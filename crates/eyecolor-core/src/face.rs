//! Faces, eye points and their on-screen markers.
//!
//! Landmark detection itself is an injected collaborator ([`Landmarks`]).
//! Markers are plain data recomputed from the points and the viewport; the
//! presentation layer diffs and draws them.

use glam::DVec2;
use serde::{Deserialize, Serialize};

use crate::error::Result;
use crate::geometry::Rect;
use crate::image::SourceImage;
use crate::region::{Composite, crop_circle};
use crate::viewport::ViewportState;

/// A point of interest (e.g. an eye centre) in image pixel space.
#[derive(Debug, Clone, Copy, PartialEq, Default, Serialize, Deserialize)]
pub struct FacePoint {
    pub id: Option<i64>,
    pub face_id: Option<i64>,
    pub position: DVec2,
}

impl FacePoint {
    pub fn new(x: f64, y: f64) -> Self {
        Self {
            position: DVec2::new(x, y),
            ..Self::default()
        }
    }

    /// Move by a drag translation measured in view units.
    pub fn drag(&mut self, translation: DVec2, zoom_scale: f64) {
        self.position += translation / zoom_scale;
    }
}

/// An eye as reported by a bottom-left-origin detector.
#[derive(Debug, Clone, Copy, PartialEq)]
pub struct EyeFeature {
    pub position: DVec2,
    pub closed: bool,
}

/// A detected face with its points of interest.
#[derive(Debug, Clone, PartialEq, Default, Serialize, Deserialize)]
pub struct Face {
    pub id: Option<i64>,
    /// Face bounds in image space (top-left origin).
    pub bounds: Rect,
    pub points: Vec<FacePoint>,
}

impl Face {
    /// Build a face from detector output whose origin is the bottom-left
    /// corner. Absent or closed eyes are dropped.
    pub fn from_eye_features(
        image_height: f64,
        bounds: Rect,
        left_eye: Option<EyeFeature>,
        right_eye: Option<EyeFeature>,
    ) -> Self {
        let points = [left_eye, right_eye]
            .into_iter()
            .flatten()
            .filter(|eye| !eye.closed)
            .map(|eye| FacePoint::new(eye.position.x, image_height - eye.position.y))
            .collect();
        Self {
            id: None,
            bounds: bounds.flip_y(image_height),
            points,
        }
    }
}

/// Outcome of landmark detection. An absent face is a normal result.
#[derive(Debug, Clone, PartialEq)]
pub enum Detection {
    Absent,
    Found(Face),
}

impl Detection {
    /// The first face wins; later ones are ignored.
    pub fn from_faces(faces: Vec<Face>) -> Self {
        faces.into_iter().next().map_or(Self::Absent, Self::Found)
    }
}

/// Face/landmark detector collaborator.
pub trait Landmarks {
    /// Detect faces in `image`. An empty result is valid.
    fn detect(&self, image: &SourceImage) -> Vec<Face>;
}

/// Marker and eye-crop sizing.
#[derive(Debug, Clone, Copy, PartialEq, Serialize, Deserialize)]
pub struct MarkerConfig {
    /// Marker diameter in image pixels when no face is known.
    pub default_size: f64,
    /// Marker diameter is the face width divided by this.
    pub face_width_divisor: f64,
    /// Inset applied on each side of the marker when cropping an eye.
    pub crop_inset: f64,
}

impl Default for MarkerConfig {
    fn default() -> Self {
        Self {
            default_size: 36.0,
            face_width_divisor: 12.2,
            crop_inset: 15.0,
        }
    }
}

impl MarkerConfig {
    /// Marker diameter in image pixels.
    pub fn marker_size(&self, face: Option<&Face>) -> f64 {
        match face {
            Some(face) if face.bounds.width() > 0.0 => face.bounds.width() / self.face_width_divisor,
            _ => self.default_size,
        }
    }

    /// Diameter of the circular eye crop, at least one pixel.
    pub fn crop_diameter(&self, face: Option<&Face>) -> f64 {
        (self.marker_size(face) - 2.0 * self.crop_inset).max(1.0)
    }
}

/// A point marker placed in view space.
#[derive(Debug, Clone, Copy, PartialEq, Serialize, Deserialize)]
pub struct Marker {
    /// Index of the point in its face.
    pub index: usize,
    pub id: Option<i64>,
    pub center: DVec2,
    /// Diameter in view units.
    pub size: f64,
}

impl Marker {
    pub fn frame(&self) -> Rect {
        Rect::from_center(self.center, DVec2::splat(self.size))
    }
}

/// Place one marker per point. `size` is in image pixels and scales with the
/// zoom.
pub fn marker_layout(points: &[FacePoint], viewport: &ViewportState, size: f64) -> Vec<Marker> {
    points
        .iter()
        .enumerate()
        .map(|(index, point)| Marker {
            index,
            id: point.id,
            center: viewport.image_to_view(point.position),
            size: size * viewport.zoom_scale(),
        })
        .collect()
}

/// Crop a circle around each point and merge the crops left to right.
pub fn eye_composite(image: &SourceImage, points: &[FacePoint], diameter: f64) -> Result<Composite> {
    let crops = points
        .iter()
        .map(|point| crop_circle(image, point.position, diameter))
        .collect::<Result<Vec<_>>>()?;
    Composite::from_crops(&crops)
}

====

_Prompt_
Scan the material above for the string "struct", and copy every line where it is found.

_Answer to this task_
pub struct FacePoint {
pub struct EyeFeature {
pub struct Face {
pub struct MarkerConfig {
pub struct Marker {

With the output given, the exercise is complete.